• [Assignment] The full set of records below is to be reproduced without a single alteration.

• [Record excerpts]
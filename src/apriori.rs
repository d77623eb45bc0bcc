use crate::candidates::generate_candidates;
use crate::domain::{extract_domain, item_domain};
use crate::error::MiningError;
use crate::item::Item;
use crate::itemset::ItemSet;
use crate::support::{count_support_batch, SupportCounts};
use std::collections::BTreeSet;
use tracing::{debug, info};

// State carried from one level of the search to the next.
struct LevelState {
    // Size of the candidates generated at this level.
    k: usize,
    // Items of the itemsets accepted at the previous level.
    domain: BTreeSet<Item>,
    // Every itemset accepted so far, across all levels.
    frequent: Vec<ItemSet>,
}

impl LevelState {
    fn initial(domain: BTreeSet<Item>) -> LevelState {
        LevelState {
            k: 1,
            domain,
            frequent: vec![],
        }
    }

    fn is_done(&self, max_k: usize) -> bool {
        self.domain.is_empty() || self.k > max_k
    }
}

// Mines one level: counts every k-combination of the domain and keeps
// those with count >= min_count. The next domain is made of the items in
// the accepted itemsets, as only those can appear in a larger frequent
// itemset.
fn next_level(state: LevelState, transactions: &[ItemSet], min_count: u32) -> LevelState {
    let candidates = generate_candidates(&state.domain, state.k);
    let counts = count_support_batch(&candidates, transactions);
    let accepted: Vec<ItemSet> = counts
        .into_iter()
        .filter(|&(_, count)| count >= min_count)
        .map(|(itemset, _)| itemset)
        .collect();
    debug!(
        level = state.k,
        domain = state.domain.len(),
        candidates = candidates.len(),
        accepted = accepted.len(),
        "mined level"
    );

    let domain = item_domain(&accepted);
    let mut frequent = state.frequent;
    frequent.extend(accepted);
    LevelState {
        k: state.k + 1,
        domain,
        frequent,
    }
}

/// Level-wise search for every itemset contained in at least `min_count`
/// transactions. The returned counts come from one final pass over the
/// whole accumulated set. A `min_count` of 0 is treated as 1, so itemsets
/// which never occur are never reported.
pub fn mine_frequent_itemsets(
    transactions: &[ItemSet],
    min_count: u32,
) -> Result<SupportCounts, MiningError> {
    if transactions.is_empty() {
        return Err(MiningError::EmptyDataset);
    }
    let min_count = min_count.max(1);

    let domain = extract_domain(transactions);
    let max_k = domain.len();
    let mut state = LevelState::initial(domain);
    while !state.is_done(max_k) {
        state = next_level(state, transactions, min_count);
    }

    let frequent = count_support_batch(&state.frequent, transactions);
    info!(
        frequent = frequent.len(),
        levels = state.k - 1,
        min_count,
        "finished mining frequent itemsets"
    );
    Ok(frequent)
}

#[cfg(test)]
mod tests {
    use super::mine_frequent_itemsets;
    use crate::dataset::Dataset;
    use crate::error::MiningError;
    use crate::generate_rules::generate_rules;
    use crate::itemset::ItemSet;

    fn scenario() -> Dataset {
        Dataset::from_tokens(vec![
            vec!["A", "B"],
            vec!["A", "B", "C"],
            vec!["A"],
            vec!["B", "C"],
            vec!["A", "C"],
        ])
    }

    #[test]
    fn test_mine_frequent_itemsets() {
        let dataset = scenario();
        let frequent = mine_frequent_itemsets(dataset.transactions(), 2).unwrap();
        let expected = [
            (vec!["A"], 4),
            (vec!["B"], 3),
            (vec!["C"], 3),
            (vec!["A", "B"], 2),
            (vec!["A", "C"], 2),
            (vec!["B", "C"], 2),
        ];
        assert_eq!(frequent.len(), expected.len());
        for &(ref tokens, count) in expected.iter() {
            let itemset = dataset.itemset_of(tokens).unwrap();
            assert_eq!(frequent.get(&itemset), Some(&count));
        }
        let abc = dataset.itemset_of(&["A", "B", "C"]).unwrap();
        assert!(!frequent.contains_key(&abc));
    }

    #[test]
    fn test_threshold_is_inclusive() {
        let dataset = scenario();
        let frequent = mine_frequent_itemsets(dataset.transactions(), 1).unwrap();
        let abc = dataset.itemset_of(&["A", "B", "C"]).unwrap();
        assert_eq!(frequent.get(&abc), Some(&1));
        assert_eq!(frequent.len(), 7);

        let frequent = mine_frequent_itemsets(dataset.transactions(), 3).unwrap();
        let singles: Vec<&ItemSet> = frequent.keys().collect();
        assert_eq!(singles.len(), 3);
        assert!(singles.iter().all(|i| i.len() == 1));
    }

    #[test]
    fn test_nothing_frequent() {
        let dataset = scenario();
        let frequent = mine_frequent_itemsets(dataset.transactions(), 6).unwrap();
        assert!(frequent.is_empty());
    }

    #[test]
    fn test_zero_min_count_skips_absent_itemsets() {
        let dataset = Dataset::from_tokens(vec![vec!["a", "b"], vec!["c"]]);
        let frequent = mine_frequent_itemsets(dataset.transactions(), 0).unwrap();
        assert_eq!(frequent.len(), 4);
        assert!(frequent.values().all(|&count| count > 0));
        let ac = dataset.itemset_of(&["a", "c"]).unwrap();
        assert!(!frequent.contains_key(&ac));

        let rules = generate_rules(&frequent, dataset.transactions()).unwrap();
        assert_eq!(rules.len(), 2);
    }

    #[test]
    fn test_empty_dataset() {
        match mine_frequent_itemsets(&[], 1) {
            Err(MiningError::EmptyDataset) => {}
            other => panic!("expected EmptyDataset, got {:?}", other),
        }
    }

    #[test]
    fn test_single_transaction() {
        let dataset = Dataset::from_tokens(vec![vec!["a", "b", "c", "d"]]);
        let frequent = mine_frequent_itemsets(dataset.transactions(), 1).unwrap();
        // Every non-empty subset of {a,b,c,d}.
        assert_eq!(frequent.len(), 15);
        assert!(frequent.values().all(|&count| count == 1));
    }
}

• [Output]
filename src/apriori.rs
repository d77623eb45bc0bcc
use crate::candidates::generate_candidates;
use crate::domain::{extract_domain, item_domain};
use crate::error::MiningError;
use crate::item::Item;
use crate::itemset::ItemSet;
use crate::support::{count_support_batch, SupportCounts};
use std::collections::BTreeSet;
use tracing::{debug, info};

// State carried from one level of the search to the next.
struct LevelState {
    // Size of the candidates generated at this level.
    k: usize,
    // Items of the itemsets accepted at the previous level.
    domain: BTreeSet<Item>,
    // Every itemset accepted so far, across all levels.
    frequent: Vec<ItemSet>,
}

impl LevelState {
    fn initial(domain: BTreeSet<Item>) -> LevelState {
        LevelState {
            k: 1,
            domain,
            frequent: vec![],
        }
    }

    fn is_done(&self, max_k: usize) -> bool {
        self.domain.is_empty() || self.k > max_k
    }
}

// Mines one level: counts every k-combination of the domain and keeps
// those with count >= min_count. The next domain is made of the items in
// the accepted itemsets, as only those can appear in a larger frequent
// itemset.
fn next_level(state: LevelState, transactions: &[ItemSet], min_count: u32) -> LevelState {
    let candidates = generate_candidates(&state.domain, state.k);
    let counts = count_support_batch(&candidates, transactions);
    let accepted: Vec<ItemSet> = counts
        .into_iter()
        .filter(|&(_, count)| count >= min_count)
        .map(|(itemset, _)| itemset)
        .collect();
    debug!(
        level = state.k,
        domain = state.domain.len(),
        candidates = candidates.len(),
        accepted = accepted.len(),
        "mined level"
    );

    let domain = item_domain(&accepted);
    let mut frequent = state.frequent;
    frequent.extend(accepted);
    LevelState {
        k: state.k + 1,
        domain,
        frequent,
    }
}

/// Level-wise search for every itemset contained in at least `min_count`
/// transactions. The returned counts come from one final pass over the
/// whole accumulated set. A `min_count` of 0 is treated as 1, so itemsets
/// which never occur are never reported.
pub fn mine_frequent_itemsets(
    transactions: &[ItemSet],
    min_count: u32,
) -> Result<SupportCounts, MiningError> {
    if transactions.is_empty() {
        return Err(MiningError::EmptyDataset);
    }
    let min_count = min_count.max(1);

    let domain = extract_domain(transactions);
    let max_k = domain.len();
    let mut state = LevelState::initial(domain);
    while !state.is_done(max_k) {
        state = next_level(state, transactions, min_count);
    }

    let frequent = count_support_batch(&state.frequent, transactions);
    info!(
        frequent = frequent.len(),
        levels = state.k - 1,
        min_count,
        "finished mining frequent itemsets"
    );
    Ok(frequent)
}

#[cfg(test)]
mod tests {
    use super::mine_frequent_itemsets;
    use crate::dataset::Dataset;
    use crate::error::MiningError;
    use crate::generate_rules::generate_rules;
    use crate::itemset::ItemSet;

    fn scenario() -> Dataset {
        Dataset::from_tokens(vec![
            vec!["A", "B"],
            vec!["A", "B", "C"],
            vec!["A"],
            vec!["B", "C"],
            vec!["A", "C"],
        ])
    }

    #[test]
    fn test_mine_frequent_itemsets() {
        let dataset = scenario();
        let frequent = mine_frequent_itemsets(dataset.transactions(), 2).unwrap();
        let expected = [
            (vec!["A"], 4),
            (vec!["B"], 3),
            (vec!["C"], 3),
            (vec!["A", "B"], 2),
            (vec!["A", "C"], 2),
            (vec!["B", "C"], 2),
        ];
        assert_eq!(frequent.len(), expected.len());
        for &(ref tokens, count) in expected.iter() {
            let itemset = dataset.itemset_of(tokens).unwrap();
            assert_eq!(frequent.get(&itemset), Some(&count));
        }
        let abc = dataset.itemset_of(&["A", "B", "C"]).unwrap();
        assert!(!frequent.contains_key(&abc));
    }

    #[test]
    fn test_threshold_is_inclusive() {
        let dataset = scenario();
        let frequent = mine_frequent_itemsets(dataset.transactions(), 1).unwrap();
        let abc = dataset.itemset_of(&["A", "B", "C"]).unwrap();
        assert_eq!(frequent.get(&abc), Some(&1));
        assert_eq!(frequent.len(), 7);

        let frequent = mine_frequent_itemsets(dataset.transactions(), 3).unwrap();
        let singles: Vec<&ItemSet> = frequent.keys().collect();
        assert_eq!(singles.len(), 3);
        assert!(singles.iter().all(|i| i.len() == 1));
    }

    #[test]
    fn test_nothing_frequent() {
        let dataset = scenario();
        let frequent = mine_frequent_itemsets(dataset.transactions(), 6).unwrap();
        assert!(frequent.is_empty());
    }

    #[test]
    fn test_zero_min_count_skips_absent_itemsets() {
        let dataset = Dataset::from_tokens(vec![vec!["a", "b"], vec!["c"]]);
        let frequent = mine_frequent_itemsets(dataset.transactions(), 0).unwrap();
        assert_eq!(frequent.len(), 4);
        assert!(frequent.values().all(|&count| count > 0));
        let ac = dataset.itemset_of(&["a", "c"]).unwrap();
        assert!(!frequent.contains_key(&ac));

        let rules = generate_rules(&frequent, dataset.transactions()).unwrap();
        assert_eq!(rules.len(), 2);
    }

    #[test]
    fn test_empty_dataset() {
        match mine_frequent_itemsets(&[], 1) {
            Err(MiningError::EmptyDataset) => {}
            other => panic!("expected EmptyDataset, got {:?}", other),
        }
    }

    #[test]
    fn test_single_transaction() {
        let dataset = Dataset::from_tokens(vec![vec!["a", "b", "c", "d"]]);
        let frequent = mine_frequent_itemsets(dataset.transactions(), 1).unwrap();
        // Every non-empty subset of {a,b,c,d}.
        assert_eq!(frequent.len(), 15);
        assert!(frequent.values().all(|&count| count == 1));
    }
}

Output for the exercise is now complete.